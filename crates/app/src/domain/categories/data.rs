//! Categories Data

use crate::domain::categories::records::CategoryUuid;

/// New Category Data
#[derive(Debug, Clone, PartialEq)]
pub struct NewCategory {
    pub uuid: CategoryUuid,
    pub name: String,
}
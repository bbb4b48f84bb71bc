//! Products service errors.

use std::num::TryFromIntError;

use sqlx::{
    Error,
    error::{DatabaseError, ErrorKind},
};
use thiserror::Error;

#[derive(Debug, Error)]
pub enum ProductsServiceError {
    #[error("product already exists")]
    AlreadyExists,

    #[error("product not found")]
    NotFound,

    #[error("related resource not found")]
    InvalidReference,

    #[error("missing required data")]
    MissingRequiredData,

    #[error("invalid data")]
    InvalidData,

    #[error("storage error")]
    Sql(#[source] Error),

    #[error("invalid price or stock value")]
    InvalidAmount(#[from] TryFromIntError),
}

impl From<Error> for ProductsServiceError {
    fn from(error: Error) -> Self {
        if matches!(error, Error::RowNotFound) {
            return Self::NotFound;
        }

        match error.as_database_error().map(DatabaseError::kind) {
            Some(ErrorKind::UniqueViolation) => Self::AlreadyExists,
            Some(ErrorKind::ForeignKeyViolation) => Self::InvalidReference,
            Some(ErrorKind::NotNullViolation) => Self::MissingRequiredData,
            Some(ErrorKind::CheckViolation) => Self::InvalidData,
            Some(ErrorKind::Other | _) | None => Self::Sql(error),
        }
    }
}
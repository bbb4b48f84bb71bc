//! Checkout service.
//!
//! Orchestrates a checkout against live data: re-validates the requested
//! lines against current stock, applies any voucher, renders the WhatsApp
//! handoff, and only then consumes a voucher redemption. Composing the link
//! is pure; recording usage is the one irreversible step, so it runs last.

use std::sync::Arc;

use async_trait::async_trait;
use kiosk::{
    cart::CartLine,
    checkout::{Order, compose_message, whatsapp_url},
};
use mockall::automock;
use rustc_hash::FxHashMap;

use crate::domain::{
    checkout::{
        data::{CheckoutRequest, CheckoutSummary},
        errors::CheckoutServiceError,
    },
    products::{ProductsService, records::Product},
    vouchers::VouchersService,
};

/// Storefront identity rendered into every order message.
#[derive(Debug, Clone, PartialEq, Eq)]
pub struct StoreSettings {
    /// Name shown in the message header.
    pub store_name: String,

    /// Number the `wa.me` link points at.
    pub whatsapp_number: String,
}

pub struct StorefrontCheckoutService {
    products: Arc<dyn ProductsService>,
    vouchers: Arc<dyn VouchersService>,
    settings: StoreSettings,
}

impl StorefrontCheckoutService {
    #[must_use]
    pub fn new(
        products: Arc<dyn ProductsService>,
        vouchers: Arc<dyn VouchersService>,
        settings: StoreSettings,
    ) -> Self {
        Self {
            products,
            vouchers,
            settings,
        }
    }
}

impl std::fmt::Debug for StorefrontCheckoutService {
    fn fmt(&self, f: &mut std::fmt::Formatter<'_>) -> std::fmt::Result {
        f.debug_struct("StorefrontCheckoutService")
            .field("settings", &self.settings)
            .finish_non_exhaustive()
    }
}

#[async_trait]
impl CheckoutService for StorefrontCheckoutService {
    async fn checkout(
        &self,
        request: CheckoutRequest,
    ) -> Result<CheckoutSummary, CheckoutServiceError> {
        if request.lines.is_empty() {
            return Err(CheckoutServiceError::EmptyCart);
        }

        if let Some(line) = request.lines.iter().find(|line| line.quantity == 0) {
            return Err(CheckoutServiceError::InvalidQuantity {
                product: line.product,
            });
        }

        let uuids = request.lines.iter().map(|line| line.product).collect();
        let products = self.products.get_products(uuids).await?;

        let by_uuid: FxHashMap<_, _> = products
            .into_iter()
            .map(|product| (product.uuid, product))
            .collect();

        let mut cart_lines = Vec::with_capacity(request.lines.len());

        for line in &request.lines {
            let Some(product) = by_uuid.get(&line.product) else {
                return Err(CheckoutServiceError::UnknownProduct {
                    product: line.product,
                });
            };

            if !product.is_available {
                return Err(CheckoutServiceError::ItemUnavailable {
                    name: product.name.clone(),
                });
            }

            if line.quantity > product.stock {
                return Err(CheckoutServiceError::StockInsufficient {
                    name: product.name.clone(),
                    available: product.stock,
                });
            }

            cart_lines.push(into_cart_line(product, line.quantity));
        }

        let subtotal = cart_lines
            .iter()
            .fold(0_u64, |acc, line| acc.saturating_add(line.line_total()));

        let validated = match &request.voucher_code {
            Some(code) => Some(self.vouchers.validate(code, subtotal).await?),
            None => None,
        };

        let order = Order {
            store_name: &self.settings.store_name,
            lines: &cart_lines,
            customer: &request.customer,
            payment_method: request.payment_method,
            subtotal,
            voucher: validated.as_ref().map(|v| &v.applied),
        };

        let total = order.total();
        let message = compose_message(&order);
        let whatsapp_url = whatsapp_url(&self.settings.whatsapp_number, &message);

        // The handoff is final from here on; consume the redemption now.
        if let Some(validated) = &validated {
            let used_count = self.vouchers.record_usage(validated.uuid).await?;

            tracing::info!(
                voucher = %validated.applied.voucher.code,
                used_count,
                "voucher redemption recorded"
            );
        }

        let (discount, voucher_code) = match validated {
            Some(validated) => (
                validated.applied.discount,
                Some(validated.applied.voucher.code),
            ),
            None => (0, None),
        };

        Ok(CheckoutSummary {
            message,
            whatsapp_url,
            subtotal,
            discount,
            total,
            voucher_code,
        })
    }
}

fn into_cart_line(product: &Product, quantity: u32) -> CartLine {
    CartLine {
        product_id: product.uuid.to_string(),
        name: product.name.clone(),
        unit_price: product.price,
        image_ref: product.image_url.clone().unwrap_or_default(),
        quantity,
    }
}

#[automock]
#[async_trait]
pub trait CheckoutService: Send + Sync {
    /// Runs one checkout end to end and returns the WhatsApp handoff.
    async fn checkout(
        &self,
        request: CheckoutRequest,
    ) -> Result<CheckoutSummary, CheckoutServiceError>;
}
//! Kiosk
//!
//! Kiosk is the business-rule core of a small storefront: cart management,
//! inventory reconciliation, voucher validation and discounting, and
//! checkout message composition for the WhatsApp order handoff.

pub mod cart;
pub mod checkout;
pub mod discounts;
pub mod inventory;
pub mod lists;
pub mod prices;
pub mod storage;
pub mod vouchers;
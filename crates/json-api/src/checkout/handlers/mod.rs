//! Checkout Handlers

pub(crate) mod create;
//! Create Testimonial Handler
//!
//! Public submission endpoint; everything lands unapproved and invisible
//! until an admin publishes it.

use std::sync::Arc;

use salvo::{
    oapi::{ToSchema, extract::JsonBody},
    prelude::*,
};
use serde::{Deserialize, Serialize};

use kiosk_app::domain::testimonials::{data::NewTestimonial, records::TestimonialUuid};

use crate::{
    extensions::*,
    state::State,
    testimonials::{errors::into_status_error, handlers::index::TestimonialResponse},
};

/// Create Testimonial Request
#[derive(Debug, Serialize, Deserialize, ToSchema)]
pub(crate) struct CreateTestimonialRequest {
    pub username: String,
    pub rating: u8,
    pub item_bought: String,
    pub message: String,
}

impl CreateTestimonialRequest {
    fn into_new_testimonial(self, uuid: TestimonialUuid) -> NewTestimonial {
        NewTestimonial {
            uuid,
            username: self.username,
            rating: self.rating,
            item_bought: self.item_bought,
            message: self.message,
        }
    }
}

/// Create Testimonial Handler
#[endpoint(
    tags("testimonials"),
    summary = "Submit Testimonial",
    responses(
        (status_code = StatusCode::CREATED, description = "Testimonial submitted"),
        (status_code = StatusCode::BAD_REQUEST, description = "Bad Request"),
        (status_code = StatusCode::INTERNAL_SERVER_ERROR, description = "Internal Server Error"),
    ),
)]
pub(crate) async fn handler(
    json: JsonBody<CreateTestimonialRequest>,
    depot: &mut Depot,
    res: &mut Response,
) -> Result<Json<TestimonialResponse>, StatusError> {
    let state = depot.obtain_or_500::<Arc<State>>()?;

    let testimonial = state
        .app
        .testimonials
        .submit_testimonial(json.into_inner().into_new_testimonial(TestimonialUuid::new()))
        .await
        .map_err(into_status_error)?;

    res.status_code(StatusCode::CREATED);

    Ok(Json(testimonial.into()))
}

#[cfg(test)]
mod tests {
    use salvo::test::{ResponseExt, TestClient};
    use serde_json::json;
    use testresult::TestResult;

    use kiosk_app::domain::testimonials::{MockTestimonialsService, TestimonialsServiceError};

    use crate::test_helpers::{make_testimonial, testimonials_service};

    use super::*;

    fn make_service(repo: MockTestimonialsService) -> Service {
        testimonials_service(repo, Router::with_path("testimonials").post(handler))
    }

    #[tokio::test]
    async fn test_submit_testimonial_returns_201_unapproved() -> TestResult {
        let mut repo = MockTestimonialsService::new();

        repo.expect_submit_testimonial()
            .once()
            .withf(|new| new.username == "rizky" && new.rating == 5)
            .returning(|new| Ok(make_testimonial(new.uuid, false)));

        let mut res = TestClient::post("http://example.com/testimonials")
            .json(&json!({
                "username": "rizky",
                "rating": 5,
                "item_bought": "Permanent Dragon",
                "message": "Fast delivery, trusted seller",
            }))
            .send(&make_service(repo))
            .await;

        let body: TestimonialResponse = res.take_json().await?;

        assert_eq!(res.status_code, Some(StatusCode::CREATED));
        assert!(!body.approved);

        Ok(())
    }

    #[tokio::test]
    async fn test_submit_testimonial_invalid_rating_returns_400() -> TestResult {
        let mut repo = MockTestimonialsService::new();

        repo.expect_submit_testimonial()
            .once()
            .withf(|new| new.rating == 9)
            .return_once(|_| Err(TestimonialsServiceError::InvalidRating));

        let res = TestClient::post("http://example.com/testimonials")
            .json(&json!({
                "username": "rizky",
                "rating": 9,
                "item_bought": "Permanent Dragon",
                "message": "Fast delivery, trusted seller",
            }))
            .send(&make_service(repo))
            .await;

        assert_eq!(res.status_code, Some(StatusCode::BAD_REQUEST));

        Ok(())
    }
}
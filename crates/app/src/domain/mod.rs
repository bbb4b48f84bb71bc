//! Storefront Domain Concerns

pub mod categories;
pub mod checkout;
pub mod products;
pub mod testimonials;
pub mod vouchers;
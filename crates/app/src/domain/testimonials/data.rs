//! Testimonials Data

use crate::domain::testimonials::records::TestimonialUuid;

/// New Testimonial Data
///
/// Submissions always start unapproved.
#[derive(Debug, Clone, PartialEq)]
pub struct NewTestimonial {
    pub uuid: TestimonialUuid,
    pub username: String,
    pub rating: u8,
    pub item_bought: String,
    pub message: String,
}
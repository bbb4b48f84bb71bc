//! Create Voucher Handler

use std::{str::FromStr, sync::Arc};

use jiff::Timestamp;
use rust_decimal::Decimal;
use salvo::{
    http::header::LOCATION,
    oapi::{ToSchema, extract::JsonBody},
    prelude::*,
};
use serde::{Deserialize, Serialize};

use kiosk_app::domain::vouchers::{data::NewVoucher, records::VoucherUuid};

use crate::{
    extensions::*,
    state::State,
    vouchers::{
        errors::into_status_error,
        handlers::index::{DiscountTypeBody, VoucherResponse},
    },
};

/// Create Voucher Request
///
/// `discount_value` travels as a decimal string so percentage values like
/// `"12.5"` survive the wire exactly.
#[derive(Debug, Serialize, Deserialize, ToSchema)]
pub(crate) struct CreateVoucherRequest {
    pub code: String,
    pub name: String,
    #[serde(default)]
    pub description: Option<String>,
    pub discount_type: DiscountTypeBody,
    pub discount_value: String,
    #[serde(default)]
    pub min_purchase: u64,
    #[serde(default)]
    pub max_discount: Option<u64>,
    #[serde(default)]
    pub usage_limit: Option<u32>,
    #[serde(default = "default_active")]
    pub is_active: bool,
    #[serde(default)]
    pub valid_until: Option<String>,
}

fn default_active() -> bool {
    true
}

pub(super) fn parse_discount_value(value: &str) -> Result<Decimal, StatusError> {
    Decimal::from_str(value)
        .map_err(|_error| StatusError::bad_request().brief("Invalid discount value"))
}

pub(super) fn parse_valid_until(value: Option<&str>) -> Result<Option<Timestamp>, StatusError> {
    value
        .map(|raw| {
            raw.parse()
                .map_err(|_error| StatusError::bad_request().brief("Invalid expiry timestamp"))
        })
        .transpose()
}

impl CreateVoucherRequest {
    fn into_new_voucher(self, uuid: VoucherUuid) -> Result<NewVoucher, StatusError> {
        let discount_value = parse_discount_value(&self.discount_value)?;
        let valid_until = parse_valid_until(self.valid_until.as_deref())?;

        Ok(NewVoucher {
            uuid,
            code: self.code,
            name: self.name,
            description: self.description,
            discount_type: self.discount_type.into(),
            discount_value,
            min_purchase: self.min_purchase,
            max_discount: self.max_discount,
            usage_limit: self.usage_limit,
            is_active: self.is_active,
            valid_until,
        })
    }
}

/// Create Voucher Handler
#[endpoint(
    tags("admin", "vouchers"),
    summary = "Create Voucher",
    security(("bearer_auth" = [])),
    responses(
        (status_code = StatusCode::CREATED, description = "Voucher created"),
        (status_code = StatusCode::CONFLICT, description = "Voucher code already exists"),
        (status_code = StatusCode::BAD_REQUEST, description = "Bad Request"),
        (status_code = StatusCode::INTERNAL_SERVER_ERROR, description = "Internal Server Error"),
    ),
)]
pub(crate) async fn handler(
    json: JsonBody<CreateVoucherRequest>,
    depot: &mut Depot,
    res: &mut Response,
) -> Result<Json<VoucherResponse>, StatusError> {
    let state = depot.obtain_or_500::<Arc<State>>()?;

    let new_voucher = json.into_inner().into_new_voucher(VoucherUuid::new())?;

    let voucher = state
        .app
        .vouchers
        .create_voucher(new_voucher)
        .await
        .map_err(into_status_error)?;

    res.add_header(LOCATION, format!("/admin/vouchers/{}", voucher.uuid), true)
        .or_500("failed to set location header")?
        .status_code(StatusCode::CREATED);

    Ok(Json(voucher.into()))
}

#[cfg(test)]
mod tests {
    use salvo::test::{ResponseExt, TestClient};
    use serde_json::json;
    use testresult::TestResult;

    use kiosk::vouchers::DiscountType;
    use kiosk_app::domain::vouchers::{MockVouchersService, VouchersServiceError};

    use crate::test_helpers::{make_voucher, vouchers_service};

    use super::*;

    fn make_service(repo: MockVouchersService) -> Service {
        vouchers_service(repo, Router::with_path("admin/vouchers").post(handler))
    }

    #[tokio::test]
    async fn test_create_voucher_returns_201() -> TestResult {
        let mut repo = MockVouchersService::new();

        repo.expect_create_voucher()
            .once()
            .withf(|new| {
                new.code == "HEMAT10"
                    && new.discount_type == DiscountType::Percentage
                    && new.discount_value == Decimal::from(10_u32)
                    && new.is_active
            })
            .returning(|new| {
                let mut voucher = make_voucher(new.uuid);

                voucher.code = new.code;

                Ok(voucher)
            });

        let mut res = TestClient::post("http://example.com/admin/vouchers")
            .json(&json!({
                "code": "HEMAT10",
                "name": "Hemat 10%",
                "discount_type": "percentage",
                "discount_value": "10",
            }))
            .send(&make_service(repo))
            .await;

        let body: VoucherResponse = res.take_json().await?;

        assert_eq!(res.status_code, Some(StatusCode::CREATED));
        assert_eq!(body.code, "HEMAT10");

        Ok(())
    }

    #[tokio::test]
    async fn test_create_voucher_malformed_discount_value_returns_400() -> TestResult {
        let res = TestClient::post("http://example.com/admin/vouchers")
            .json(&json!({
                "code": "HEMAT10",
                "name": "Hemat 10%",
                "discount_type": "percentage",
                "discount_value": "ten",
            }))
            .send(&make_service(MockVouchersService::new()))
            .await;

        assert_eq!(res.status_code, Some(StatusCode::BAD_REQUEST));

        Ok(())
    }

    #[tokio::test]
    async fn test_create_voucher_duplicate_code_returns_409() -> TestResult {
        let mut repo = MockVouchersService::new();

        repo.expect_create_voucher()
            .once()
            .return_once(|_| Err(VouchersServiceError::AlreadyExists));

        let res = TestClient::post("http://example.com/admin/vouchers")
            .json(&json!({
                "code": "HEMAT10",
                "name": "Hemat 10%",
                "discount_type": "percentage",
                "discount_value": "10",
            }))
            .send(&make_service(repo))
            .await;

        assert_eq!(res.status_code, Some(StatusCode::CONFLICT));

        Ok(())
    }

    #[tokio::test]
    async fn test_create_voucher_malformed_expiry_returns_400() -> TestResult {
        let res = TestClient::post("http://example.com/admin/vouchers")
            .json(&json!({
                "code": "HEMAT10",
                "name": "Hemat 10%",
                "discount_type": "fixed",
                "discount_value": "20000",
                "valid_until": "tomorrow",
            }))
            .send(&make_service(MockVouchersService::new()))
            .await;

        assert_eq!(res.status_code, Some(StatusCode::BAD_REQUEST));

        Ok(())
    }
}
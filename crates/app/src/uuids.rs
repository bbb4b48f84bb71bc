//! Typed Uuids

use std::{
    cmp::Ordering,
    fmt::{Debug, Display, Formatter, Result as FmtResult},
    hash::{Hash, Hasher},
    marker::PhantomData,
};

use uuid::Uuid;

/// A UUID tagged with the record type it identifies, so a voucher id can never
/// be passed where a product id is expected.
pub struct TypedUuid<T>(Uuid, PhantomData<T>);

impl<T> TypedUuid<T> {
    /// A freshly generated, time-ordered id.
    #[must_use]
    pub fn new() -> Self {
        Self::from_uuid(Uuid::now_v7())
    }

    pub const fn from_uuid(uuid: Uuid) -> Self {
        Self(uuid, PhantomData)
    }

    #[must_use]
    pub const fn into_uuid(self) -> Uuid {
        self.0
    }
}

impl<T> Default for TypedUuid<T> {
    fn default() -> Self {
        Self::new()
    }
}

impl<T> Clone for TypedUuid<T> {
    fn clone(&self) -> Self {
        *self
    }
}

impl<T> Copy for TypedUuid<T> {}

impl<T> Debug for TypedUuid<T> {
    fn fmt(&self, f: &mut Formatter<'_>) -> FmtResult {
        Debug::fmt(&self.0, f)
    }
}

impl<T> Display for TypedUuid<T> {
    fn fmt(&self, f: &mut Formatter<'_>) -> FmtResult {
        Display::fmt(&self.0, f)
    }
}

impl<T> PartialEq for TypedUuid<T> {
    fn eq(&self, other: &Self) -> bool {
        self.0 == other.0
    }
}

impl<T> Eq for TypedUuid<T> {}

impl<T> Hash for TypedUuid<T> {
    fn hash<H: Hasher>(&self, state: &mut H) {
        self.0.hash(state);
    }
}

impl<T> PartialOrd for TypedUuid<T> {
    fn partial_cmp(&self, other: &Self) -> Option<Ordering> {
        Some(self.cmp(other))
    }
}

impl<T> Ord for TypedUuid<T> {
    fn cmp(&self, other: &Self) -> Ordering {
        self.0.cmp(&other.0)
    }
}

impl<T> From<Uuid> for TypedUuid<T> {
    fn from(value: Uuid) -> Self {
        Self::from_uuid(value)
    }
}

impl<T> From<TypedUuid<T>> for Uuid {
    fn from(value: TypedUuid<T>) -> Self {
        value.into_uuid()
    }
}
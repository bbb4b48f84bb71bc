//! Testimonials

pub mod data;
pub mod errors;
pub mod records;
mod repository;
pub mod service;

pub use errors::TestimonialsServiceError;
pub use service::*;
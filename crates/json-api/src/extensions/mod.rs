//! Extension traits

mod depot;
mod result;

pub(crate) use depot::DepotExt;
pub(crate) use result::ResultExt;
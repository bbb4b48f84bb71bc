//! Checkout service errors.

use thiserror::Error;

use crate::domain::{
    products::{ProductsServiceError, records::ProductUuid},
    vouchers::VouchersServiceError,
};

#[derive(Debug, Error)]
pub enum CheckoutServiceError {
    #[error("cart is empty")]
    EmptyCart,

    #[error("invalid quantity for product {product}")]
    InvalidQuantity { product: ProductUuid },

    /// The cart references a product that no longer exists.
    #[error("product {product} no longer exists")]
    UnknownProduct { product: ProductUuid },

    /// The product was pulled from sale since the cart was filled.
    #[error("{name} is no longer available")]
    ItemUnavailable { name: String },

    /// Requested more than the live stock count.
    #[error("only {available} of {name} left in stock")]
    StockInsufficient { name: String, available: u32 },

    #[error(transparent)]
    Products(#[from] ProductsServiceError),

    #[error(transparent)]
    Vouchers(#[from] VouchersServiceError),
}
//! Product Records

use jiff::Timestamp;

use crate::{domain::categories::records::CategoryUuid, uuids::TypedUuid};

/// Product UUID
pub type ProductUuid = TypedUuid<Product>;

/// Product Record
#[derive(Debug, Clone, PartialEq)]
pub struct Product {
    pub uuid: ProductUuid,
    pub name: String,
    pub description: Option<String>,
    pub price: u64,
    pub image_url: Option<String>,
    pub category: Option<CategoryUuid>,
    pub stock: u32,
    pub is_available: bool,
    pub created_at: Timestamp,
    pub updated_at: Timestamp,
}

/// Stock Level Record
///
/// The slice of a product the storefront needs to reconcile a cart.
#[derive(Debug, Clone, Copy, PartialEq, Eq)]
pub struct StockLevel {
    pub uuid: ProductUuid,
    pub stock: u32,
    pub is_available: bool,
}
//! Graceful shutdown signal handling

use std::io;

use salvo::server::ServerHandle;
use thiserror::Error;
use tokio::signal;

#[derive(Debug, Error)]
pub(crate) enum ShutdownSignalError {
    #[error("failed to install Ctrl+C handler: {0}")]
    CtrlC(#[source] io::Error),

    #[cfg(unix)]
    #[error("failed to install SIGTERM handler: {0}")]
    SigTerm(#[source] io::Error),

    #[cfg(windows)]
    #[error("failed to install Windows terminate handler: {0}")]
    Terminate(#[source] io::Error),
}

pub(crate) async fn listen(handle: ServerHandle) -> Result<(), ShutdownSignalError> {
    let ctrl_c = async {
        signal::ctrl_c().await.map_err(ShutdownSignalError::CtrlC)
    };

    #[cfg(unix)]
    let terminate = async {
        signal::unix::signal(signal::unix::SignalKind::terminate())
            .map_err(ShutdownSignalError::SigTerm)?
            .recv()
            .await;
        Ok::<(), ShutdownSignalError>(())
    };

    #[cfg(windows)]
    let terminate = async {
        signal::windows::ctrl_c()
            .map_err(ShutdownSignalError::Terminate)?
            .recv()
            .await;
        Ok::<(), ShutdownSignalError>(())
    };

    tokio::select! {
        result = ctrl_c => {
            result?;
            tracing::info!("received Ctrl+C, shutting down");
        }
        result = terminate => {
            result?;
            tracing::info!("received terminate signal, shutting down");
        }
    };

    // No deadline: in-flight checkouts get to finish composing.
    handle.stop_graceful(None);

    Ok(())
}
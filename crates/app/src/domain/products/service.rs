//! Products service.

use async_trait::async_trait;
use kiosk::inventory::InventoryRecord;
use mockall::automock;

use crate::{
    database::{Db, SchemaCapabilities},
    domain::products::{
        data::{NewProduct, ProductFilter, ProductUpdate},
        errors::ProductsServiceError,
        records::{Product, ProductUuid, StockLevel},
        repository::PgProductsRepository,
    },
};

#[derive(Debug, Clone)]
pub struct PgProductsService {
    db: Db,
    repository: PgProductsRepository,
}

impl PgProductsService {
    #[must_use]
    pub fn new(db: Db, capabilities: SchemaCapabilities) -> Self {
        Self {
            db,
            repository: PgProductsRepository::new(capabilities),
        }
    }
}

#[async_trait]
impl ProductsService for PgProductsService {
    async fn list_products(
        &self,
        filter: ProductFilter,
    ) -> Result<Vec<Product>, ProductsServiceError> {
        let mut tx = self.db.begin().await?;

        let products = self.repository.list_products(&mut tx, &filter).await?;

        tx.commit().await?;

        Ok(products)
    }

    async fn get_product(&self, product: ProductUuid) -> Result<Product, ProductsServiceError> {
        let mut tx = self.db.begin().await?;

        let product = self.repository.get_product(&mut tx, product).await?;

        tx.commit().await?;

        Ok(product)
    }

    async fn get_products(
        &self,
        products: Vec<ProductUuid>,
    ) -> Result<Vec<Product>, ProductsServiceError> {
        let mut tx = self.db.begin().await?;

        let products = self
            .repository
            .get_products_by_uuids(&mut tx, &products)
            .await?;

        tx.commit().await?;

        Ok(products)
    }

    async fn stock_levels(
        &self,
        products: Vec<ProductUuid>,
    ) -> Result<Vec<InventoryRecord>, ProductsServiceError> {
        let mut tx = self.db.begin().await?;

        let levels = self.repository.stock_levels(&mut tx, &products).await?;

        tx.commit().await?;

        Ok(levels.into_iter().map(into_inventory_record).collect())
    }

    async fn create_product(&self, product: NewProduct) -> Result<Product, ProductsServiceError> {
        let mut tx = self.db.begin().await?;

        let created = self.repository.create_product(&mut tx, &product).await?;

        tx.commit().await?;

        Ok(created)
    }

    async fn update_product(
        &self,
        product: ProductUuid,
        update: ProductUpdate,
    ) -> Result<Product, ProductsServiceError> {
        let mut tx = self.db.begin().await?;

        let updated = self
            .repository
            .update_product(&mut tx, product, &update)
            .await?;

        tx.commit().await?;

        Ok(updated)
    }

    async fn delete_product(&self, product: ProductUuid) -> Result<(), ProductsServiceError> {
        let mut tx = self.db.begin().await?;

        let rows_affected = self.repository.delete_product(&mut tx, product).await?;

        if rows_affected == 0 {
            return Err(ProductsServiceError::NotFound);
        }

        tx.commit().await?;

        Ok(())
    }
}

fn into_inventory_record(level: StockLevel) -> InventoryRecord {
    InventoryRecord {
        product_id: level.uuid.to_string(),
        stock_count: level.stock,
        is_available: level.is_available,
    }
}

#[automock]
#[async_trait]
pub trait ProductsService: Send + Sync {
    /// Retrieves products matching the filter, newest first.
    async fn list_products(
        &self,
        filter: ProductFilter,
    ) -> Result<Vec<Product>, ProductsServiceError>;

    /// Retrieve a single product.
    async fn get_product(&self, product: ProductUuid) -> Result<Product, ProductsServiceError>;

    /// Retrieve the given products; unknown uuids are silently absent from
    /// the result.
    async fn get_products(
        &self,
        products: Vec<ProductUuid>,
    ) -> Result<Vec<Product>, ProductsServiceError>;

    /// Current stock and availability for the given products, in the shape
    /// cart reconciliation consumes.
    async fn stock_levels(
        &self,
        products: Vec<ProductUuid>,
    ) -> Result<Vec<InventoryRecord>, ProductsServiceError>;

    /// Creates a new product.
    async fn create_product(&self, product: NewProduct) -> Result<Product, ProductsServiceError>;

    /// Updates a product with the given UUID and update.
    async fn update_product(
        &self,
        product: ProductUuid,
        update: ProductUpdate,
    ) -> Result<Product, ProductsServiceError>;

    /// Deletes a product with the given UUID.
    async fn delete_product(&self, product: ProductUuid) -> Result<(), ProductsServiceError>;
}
====
## WHAT YOU HAVE TO DO
The job here is to find each line above with the word "NewTestimonial" and copy it.

## RESULT OF THE TASK
use kiosk_app::domain::testimonials::{data::NewTestimonial, records::TestimonialUuid};
    fn into_new_testimonial(self, uuid: TestimonialUuid) -> NewTestimonial {
        NewTestimonial {
pub struct NewTestimonial {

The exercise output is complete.